======== Task material
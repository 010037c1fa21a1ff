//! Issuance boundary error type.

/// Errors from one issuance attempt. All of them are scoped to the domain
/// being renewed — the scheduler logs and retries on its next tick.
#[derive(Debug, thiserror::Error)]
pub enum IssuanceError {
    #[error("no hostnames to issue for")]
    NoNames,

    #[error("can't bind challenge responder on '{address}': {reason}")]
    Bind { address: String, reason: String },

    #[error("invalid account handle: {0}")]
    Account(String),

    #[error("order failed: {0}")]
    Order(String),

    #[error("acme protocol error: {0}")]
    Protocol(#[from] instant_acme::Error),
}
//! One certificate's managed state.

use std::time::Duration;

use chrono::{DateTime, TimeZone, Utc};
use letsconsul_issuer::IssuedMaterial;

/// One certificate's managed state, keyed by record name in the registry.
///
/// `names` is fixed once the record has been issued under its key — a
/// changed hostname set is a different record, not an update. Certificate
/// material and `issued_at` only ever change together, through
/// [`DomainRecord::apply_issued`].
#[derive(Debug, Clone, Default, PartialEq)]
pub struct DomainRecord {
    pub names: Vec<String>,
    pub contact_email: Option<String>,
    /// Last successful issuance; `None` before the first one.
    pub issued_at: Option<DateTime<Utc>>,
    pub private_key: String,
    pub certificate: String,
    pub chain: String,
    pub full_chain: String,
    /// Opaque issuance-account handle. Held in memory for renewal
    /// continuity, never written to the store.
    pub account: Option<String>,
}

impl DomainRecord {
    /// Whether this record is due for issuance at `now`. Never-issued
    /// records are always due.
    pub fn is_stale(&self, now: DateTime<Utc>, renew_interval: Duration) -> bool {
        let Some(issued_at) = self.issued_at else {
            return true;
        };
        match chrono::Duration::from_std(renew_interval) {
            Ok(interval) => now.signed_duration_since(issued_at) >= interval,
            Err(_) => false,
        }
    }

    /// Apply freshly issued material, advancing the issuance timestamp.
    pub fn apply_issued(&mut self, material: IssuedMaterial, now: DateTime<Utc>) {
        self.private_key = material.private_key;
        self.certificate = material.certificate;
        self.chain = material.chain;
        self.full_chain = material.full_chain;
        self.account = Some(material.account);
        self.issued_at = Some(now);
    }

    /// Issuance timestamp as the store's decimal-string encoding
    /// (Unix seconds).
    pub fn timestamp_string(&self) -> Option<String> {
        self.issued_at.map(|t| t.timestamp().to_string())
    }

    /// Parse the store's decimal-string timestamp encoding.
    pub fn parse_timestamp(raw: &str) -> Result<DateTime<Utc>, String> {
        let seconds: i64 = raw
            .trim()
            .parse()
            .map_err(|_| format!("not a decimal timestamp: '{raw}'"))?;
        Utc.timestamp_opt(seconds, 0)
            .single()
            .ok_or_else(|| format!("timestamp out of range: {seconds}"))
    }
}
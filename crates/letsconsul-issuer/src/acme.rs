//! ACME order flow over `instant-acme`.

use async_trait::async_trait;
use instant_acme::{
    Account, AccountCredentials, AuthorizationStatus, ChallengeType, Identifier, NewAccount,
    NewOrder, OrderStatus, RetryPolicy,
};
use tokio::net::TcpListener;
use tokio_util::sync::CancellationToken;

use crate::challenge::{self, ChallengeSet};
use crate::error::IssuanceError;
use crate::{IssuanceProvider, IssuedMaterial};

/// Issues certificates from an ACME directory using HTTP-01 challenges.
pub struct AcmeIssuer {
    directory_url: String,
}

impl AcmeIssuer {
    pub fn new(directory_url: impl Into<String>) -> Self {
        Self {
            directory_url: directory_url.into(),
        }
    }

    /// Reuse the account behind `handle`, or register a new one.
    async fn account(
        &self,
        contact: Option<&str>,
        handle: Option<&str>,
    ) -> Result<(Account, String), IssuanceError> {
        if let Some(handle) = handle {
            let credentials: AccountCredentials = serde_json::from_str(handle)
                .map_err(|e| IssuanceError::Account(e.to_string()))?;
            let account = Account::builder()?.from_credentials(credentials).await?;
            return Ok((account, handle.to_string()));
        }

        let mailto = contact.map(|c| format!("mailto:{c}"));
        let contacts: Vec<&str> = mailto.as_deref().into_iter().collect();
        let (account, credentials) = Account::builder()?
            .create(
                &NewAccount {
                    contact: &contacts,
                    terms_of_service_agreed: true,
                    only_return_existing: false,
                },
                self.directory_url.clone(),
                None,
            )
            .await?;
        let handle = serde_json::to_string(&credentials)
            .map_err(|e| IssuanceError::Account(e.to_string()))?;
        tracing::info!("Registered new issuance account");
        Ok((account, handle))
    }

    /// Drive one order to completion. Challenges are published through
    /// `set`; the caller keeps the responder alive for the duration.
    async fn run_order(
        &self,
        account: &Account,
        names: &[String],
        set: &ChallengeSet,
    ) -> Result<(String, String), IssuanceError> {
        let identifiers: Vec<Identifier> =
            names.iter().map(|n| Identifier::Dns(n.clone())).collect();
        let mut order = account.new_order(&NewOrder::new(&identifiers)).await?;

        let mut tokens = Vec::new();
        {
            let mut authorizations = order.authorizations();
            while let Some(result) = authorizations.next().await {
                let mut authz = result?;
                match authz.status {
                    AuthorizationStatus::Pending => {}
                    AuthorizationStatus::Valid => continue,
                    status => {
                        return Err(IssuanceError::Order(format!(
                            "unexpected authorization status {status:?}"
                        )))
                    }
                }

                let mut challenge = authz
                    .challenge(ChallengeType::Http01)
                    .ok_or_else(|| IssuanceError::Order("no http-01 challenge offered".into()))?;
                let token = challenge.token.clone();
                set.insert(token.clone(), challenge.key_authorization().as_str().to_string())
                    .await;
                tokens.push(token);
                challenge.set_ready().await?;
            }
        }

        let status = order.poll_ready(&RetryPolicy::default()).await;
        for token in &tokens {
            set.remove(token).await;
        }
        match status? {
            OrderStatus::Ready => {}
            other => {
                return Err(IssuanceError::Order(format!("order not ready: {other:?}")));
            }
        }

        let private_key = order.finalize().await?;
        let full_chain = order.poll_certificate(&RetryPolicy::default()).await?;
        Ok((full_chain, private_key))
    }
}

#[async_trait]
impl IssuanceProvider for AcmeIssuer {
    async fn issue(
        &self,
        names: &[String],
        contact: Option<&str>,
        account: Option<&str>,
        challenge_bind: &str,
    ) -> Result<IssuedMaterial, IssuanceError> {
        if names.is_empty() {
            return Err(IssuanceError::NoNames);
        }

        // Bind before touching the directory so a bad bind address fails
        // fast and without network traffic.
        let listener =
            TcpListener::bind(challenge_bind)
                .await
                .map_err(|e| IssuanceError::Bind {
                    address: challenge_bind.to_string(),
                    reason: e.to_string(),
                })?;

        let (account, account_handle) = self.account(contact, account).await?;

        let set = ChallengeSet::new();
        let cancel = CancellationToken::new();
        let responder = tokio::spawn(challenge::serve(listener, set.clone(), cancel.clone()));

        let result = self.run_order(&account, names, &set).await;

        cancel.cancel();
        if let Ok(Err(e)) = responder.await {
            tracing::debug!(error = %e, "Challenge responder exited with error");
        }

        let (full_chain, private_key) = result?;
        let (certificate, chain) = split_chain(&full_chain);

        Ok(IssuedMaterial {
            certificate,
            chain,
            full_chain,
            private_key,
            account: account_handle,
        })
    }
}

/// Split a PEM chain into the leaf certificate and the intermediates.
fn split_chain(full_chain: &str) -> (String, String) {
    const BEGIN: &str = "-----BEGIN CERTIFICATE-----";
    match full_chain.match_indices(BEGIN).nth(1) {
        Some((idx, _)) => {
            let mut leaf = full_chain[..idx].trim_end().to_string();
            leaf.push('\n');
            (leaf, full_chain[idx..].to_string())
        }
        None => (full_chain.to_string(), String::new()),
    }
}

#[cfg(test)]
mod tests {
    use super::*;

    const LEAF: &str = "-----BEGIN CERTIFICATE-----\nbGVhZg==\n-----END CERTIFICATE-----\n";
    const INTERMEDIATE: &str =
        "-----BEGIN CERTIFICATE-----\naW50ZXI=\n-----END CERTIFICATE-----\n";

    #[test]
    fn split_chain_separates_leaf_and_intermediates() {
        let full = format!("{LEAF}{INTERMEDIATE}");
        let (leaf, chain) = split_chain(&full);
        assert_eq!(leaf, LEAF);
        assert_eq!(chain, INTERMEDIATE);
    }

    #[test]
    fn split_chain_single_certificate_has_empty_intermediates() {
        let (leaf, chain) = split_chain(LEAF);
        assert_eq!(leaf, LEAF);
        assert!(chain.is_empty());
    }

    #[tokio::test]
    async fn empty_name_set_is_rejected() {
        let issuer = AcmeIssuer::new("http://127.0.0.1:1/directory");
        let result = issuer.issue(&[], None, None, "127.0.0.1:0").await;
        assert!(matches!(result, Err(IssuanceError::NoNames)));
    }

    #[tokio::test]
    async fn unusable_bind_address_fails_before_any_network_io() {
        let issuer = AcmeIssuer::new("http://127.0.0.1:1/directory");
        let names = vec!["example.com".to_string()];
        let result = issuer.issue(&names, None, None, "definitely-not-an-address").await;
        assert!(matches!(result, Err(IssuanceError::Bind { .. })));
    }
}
================
From the entries above, write out only the lines starting at the line that holds "using HTTP-01 challenges." and ending at the line that holds "let mailto = contact.map(|c|", keeping both and matching them exactly.

### Answer below
/// Issues certificates from an ACME directory using HTTP-01 challenges.
pub struct AcmeIssuer {
    directory_url: String,
}

impl AcmeIssuer {
    pub fn new(directory_url: impl Into<String>) -> Self {
        Self {
            directory_url: directory_url.into(),
        }
    }

    /// Reuse the account behind `handle`, or register a new one.
    async fn account(
        &self,
        contact: Option<&str>,
        handle: Option<&str>,
    ) -> Result<(Account, String), IssuanceError> {
        if let Some(handle) = handle {
            let credentials: AccountCredentials = serde_json::from_str(handle)
                .map_err(|e| IssuanceError::Account(e.to_string()))?;
            let account = Account::builder()?.from_credentials(credentials).await?;
            return Ok((account, handle.to_string()));
        }

        let mailto = contact.map(|c| format!("mailto:{c}"));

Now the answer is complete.